### Importing Modules

In [1]:
from typing import NamedTuple

import kfp
import kfp.components as components
import kfp.dsl as dsl
from kfp.components import InputPath, OutputPath


NAMESPACE = "kubeflow-user-example-com"

BUCKET_NAME = "pranava-data"

# DATASET_URL = "https://www.kaggle.com/uciml/iris/download"

# base image to build custom components
BASE_IMAGE = "mesosphere/kubeflow:1.2.0-1.1.0-tensorflow-2.4.0"

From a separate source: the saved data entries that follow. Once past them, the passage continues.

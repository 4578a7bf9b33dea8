// src/logging.rs

//! Logging setup for `makedag` using `tracing` + `tracing-subscriber`.
//!
//! Priority for determining the log level:
//! 1. `--log-level` CLI flag (if provided)
//! 2. `MAKEDAG_LOG` environment variable (e.g. "info", "debug")
//! 3. default to `warn`
//!
//! Logs go to STDERR. STDOUT carries the echoed recipe lines and the output
//! of the commands themselves, like `make` does.

use anyhow::Result;
use tracing_subscriber::fmt;

use crate::cli::LogLevel;

/// Initialise global logging subscriber.
///
/// Safe to call once at startup.
pub fn init_logging(cli_level: Option<LogLevel>) -> Result<()> {
    let level = match cli_level {
        Some(lvl) => level_from_log_level(lvl),
        None => std::env::var("MAKEDAG_LOG")
            .ok()
            .and_then(|s| parse_level_str(&s))
            .unwrap_or(tracing::Level::WARN),
    };

    fmt()
        .with_max_level(level)
        .with_target(true)
        .with_thread_ids(false)
        .with_thread_names(false)
        .with_writer(std::io::stderr)
        .try_init()
        .map_err(|e| anyhow::anyhow!("initialising logging: {e}"))?;

    Ok(())
}

fn level_from_log_level(lvl: LogLevel) -> tracing::Level {
    match lvl {
        LogLevel::Error => tracing::Level::ERROR,
        LogLevel::Warn => tracing::Level::WARN,
        LogLevel::Info => tracing::Level::INFO,
        LogLevel::Debug => tracing::Level::DEBUG,
        LogLevel::Trace => tracing::Level::TRACE,
    }
}

fn parse_level_str(s: &str) -> Option<tracing::Level> {
    match s.trim().to_lowercase().as_str() {
        "error" => Some(tracing::Level::ERROR),
        "warn" | "warning" => Some(tracing::Level::WARN),
        "info" => Some(tracing::Level::INFO),
        "debug" => Some(tracing::Level::DEBUG),
        "trace" => Some(tracing::Level::TRACE),
        _ => None,
    }
}
// src/config/validate.rs

use indexmap::IndexMap;
use petgraph::algo::toposort;
use petgraph::graphmap::DiGraphMap;

use crate::config::model::{normalize_target, ConfigFile, RawConfigFile, TaskConfig};
use crate::config::vars::expand;
use crate::errors::{MakedagError, Result};
use crate::types::RecipeSpec;

impl TryFrom<RawConfigFile> for ConfigFile {
    type Error = crate::errors::MakedagError;

    fn try_from(raw: RawConfigFile) -> std::result::Result<Self, Self::Error> {
        let tasks = normalize_tasks(raw.task);
        validate_config(&tasks, raw.config.default_task.as_deref())?;
        let tasks = expand_recipes(tasks, &raw.vars)?;
        Ok(ConfigFile::new_unchecked(raw.config, raw.vars, tasks))
    }
}

/// Structural checks on a (normalised) task table.
pub fn validate_config(
    tasks: &IndexMap<String, TaskConfig>,
    default_task: Option<&str>,
) -> Result<()> {
    ensure_has_tasks(tasks)?;
    validate_default_task(tasks, default_task)?;
    validate_dag(tasks)?;
    Ok(())
}

fn normalize_tasks(tasks: IndexMap<String, TaskConfig>) -> IndexMap<String, TaskConfig> {
    tasks
        .into_iter()
        .map(|(name, mut task)| {
            task.deps = task.deps.iter().map(|d| normalize_target(d)).collect();
            (normalize_target(&name), task)
        })
        .collect()
}

fn ensure_has_tasks(tasks: &IndexMap<String, TaskConfig>) -> Result<()> {
    if tasks.is_empty() {
        return Err(MakedagError::ConfigError(
            "task files must declare at least one [task.<name>] section".to_string(),
        ));
    }
    Ok(())
}

fn validate_default_task(
    tasks: &IndexMap<String, TaskConfig>,
    default_task: Option<&str>,
) -> Result<()> {
    if let Some(name) = default_task {
        if !tasks.contains_key(&normalize_target(name)) {
            return Err(MakedagError::ConfigError(format!(
                "[config].default_task names unknown task '{name}'"
            )));
        }
    }
    Ok(())
}

fn validate_dag(tasks: &IndexMap<String, TaskConfig>) -> Result<()> {
    // Edge direction: dep -> task. Prerequisites without a rule are plain
    // files and cannot take part in a cycle.
    let mut graph: DiGraphMap<&str, ()> = DiGraphMap::new();

    for name in tasks.keys() {
        graph.add_node(name.as_str());
    }

    for (name, task) in tasks.iter() {
        for dep in task.deps.iter() {
            if dep == name {
                return Err(MakedagError::DagCycle(format!(
                    "task '{name}' lists itself as a prerequisite"
                )));
            }
            if tasks.contains_key(dep) {
                graph.add_edge(dep.as_str(), name.as_str(), ());
            }
        }
    }

    match toposort(&graph, None) {
        Ok(_order) => Ok(()),
        Err(cycle) => {
            let node = cycle.node_id();
            Err(MakedagError::DagCycle(format!(
                "cycle detected in task graph involving task '{}'",
                node
            )))
        }
    }
}

fn expand_recipes(
    tasks: IndexMap<String, TaskConfig>,
    vars: &IndexMap<String, String>,
) -> Result<IndexMap<String, TaskConfig>> {
    let mut expanded = IndexMap::with_capacity(tasks.len());

    for (name, mut task) in tasks {
        let mut lines = Vec::new();
        for line in task.cmd.lines() {
            let line = expand(&line, vars).map_err(|var| MakedagError::UndefinedVariable {
                task: name.clone(),
                name: var,
            })?;
            lines.push(line);
        }
        task.cmd = RecipeSpec::Lines(lines);
        expanded.insert(name, task);
    }

    Ok(expanded)
}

### Building Pipeline Components

In [2]:
def get_data(input_path: str) -> str:
    """
    gets data from s3 and downloads the dataset
    :param input_path: Bucket to upload to
    :return: path to dataset
    """
    
    import boto3
    
    s3 = boto3.client('s3')
    s3.download_file(input_path, "Iris.csv", "Iris.csv")
    
    return input_path

In [3]:
def pre_process_data(input_path: str) -> str:
    """
    pre process the data and save the model to s3
    :param input_path: location of dataset
    :return: path to Model file
    """
    
    import boto3
    import pandas as pd
    from sklearn.tree import DecisionTreeClassifier
    from sklearn import tree
    import joblib
    
    s3 = boto3.client('s3')
    s3.download_file(input_path, "Iris.csv", "Iris.csv")
    
    iris = pd.read_csv('Iris.csv')
    
    iris.drop('Id',axis=1,inplace=True)
    
    x = iris.drop(columns='Species')
    y = iris['Species']
    
    classifier = DecisionTreeClassifier()
    classifier.fit(x,y)
    
    joblib.dump(classifier, "iris-model-1")
    
    s3.upload_file("iris-model-1", input_path, "iris-model-1")
    
    return input_path

In [4]:
def predict_model(input_path: str):
    """
    loads the model and displays the predicted results
    :param input_path: location of model file
    :return: None
    """
    
    import boto3
    import pandas as pd
    from sklearn.tree import DecisionTreeClassifier
    from sklearn import tree
    import joblib
    
    s3 = boto3.client('s3')
    s3.download_file(input_path, "iris-model-1", "iris-model-1")
    
    model = joblib.load("iris-model-1")
    
    print(model.predict([["5.1","3.5", "1.4", "0.2"]]))
    print(model.predict([["6.4", "3.2", "4.5", "1.5"]]))
    print(model.predict([["6.7","3.3", "5.7", "2.5"]]))
    

### creating components from the above functions

In [5]:
getDataOP = components.func_to_container_op(get_data, base_image=BASE_IMAGE)
preProcessDataOP = components.func_to_container_op(pre_process_data, base_image=BASE_IMAGE)
predictModelOP = components.func_to_container_op(predict_model, base_image=BASE_IMAGE)

### defining the pipeline

In [6]:
@dsl.pipeline(
    name="Sample Hello world pipeline",
    description="A sample pipeline to demonstrate multi-step model training, evaluation, export using Iris data classification",
)
def sample_pipeline(input_path: str = BUCKET_NAME):
    path = getDataOP(input_path).output
    path = preProcessDataOP(input_path=path).output
    predictModelOP(input_path=path)

### connect to kfp client

In [7]:
client = kfp.Client()

### create an experiment

In [8]:
experiment = client.create_experiment(name="sample-iris-pipeline", description="A sample pipeline to demonstrate multi-step model training, evaluation, export using Iris data classification",namespace=NAMESPACE) 

### create run

In [9]:
client.create_run_from_pipeline_func(
        sample_pipeline, arguments={}, run_name="sample-iris-demo-run-1", experiment_name="sample-iris-pipeline")

RunPipelineResult(run_id=aa7a38d1-a751-413f-8474-2bde54442c7e)